(Data shown)

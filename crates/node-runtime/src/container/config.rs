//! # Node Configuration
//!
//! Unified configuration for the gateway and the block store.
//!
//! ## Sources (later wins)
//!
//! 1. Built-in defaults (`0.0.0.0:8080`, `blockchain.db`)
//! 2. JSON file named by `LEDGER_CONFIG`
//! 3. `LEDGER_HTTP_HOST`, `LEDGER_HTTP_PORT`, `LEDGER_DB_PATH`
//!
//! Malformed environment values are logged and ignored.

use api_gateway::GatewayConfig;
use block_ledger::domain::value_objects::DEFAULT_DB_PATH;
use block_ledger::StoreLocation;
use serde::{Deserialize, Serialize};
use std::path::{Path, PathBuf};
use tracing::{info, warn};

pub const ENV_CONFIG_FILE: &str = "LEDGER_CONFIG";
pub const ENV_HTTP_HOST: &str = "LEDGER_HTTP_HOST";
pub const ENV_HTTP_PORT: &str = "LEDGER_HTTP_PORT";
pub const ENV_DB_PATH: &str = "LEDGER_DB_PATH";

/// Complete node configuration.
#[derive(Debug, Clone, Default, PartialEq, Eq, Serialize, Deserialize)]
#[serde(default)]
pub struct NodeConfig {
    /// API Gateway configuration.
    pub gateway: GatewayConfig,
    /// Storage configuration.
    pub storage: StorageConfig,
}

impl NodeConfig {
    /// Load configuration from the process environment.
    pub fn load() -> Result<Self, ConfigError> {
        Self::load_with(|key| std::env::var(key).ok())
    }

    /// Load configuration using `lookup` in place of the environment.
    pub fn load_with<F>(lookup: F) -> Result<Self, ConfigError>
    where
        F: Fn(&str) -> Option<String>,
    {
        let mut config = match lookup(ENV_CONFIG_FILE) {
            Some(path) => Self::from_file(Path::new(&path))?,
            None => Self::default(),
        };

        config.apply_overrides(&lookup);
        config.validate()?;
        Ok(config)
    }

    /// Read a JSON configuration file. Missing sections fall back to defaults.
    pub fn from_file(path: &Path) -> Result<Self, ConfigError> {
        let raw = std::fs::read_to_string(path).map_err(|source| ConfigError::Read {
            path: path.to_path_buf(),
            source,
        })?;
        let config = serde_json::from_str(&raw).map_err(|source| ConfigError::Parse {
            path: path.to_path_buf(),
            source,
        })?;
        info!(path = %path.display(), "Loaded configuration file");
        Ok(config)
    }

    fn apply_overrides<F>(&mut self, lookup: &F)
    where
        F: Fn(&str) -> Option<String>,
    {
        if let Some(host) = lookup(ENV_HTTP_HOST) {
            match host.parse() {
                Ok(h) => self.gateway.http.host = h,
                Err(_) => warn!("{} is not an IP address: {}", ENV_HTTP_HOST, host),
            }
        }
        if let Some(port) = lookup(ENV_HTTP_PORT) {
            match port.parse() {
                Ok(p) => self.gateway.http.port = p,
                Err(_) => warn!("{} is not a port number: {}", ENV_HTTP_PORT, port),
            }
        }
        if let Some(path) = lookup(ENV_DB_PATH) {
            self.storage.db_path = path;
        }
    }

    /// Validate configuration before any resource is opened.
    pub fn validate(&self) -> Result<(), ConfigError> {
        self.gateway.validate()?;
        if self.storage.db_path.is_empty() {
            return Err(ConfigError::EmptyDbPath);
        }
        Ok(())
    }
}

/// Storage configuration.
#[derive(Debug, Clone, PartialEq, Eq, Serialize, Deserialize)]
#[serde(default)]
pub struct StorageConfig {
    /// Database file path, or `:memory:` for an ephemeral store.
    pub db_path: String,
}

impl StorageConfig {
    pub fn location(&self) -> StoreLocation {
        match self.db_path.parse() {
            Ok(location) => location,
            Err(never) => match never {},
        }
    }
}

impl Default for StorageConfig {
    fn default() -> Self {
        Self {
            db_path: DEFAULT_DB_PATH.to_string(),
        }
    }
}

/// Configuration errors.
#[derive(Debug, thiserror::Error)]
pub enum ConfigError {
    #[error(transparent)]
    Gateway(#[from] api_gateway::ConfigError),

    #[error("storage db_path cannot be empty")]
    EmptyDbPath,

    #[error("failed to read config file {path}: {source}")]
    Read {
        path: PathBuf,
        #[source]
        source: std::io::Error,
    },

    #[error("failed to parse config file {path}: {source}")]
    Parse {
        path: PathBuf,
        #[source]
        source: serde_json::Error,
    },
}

(End Data shown)
(Data shown)

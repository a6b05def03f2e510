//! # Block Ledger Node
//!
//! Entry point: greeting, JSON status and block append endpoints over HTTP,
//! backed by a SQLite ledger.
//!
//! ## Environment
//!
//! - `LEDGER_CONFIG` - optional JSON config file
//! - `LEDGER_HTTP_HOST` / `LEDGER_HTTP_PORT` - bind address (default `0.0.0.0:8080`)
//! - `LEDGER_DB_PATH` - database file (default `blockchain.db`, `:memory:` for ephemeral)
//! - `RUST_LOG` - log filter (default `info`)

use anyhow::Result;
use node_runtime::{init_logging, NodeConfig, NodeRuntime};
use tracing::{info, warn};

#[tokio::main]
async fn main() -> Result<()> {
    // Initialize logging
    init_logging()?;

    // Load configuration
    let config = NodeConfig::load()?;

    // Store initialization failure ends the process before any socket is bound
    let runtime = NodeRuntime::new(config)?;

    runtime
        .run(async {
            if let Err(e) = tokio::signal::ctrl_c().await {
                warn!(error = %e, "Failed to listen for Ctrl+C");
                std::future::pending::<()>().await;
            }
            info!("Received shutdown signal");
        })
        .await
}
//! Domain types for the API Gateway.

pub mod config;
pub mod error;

(End Data shown)
(Data shown)

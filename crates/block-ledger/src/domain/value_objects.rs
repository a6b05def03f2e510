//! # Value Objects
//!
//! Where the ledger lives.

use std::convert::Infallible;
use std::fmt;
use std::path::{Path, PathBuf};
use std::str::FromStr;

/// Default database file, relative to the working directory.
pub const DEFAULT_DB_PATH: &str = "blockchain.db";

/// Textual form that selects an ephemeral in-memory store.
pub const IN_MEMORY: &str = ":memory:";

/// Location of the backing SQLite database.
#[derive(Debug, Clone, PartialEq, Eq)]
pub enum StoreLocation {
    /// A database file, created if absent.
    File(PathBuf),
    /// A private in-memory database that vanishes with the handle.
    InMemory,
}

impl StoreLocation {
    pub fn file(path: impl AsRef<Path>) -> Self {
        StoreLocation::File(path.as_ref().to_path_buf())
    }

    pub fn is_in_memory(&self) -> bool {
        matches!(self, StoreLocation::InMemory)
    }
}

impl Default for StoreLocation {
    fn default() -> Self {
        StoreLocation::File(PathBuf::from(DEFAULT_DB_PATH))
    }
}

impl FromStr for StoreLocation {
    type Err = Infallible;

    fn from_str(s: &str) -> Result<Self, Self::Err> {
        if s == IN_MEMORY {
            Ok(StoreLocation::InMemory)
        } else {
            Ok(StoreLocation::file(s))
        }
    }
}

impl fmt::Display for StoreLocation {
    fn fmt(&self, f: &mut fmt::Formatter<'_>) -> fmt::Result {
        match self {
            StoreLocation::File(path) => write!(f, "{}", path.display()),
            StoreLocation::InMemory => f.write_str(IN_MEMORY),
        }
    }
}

(End Data shown)

» **Work to be completed**:
Using the data above, show each line where "address" occurs.

» **Exercise solution**:
                Err(_) => warn!("{} is not an IP address: {}", ENV_HTTP_HOST, host),
//! - `LEDGER_HTTP_HOST` / `LEDGER_HTTP_PORT` - bind address (default `0.0.0.0:8080`)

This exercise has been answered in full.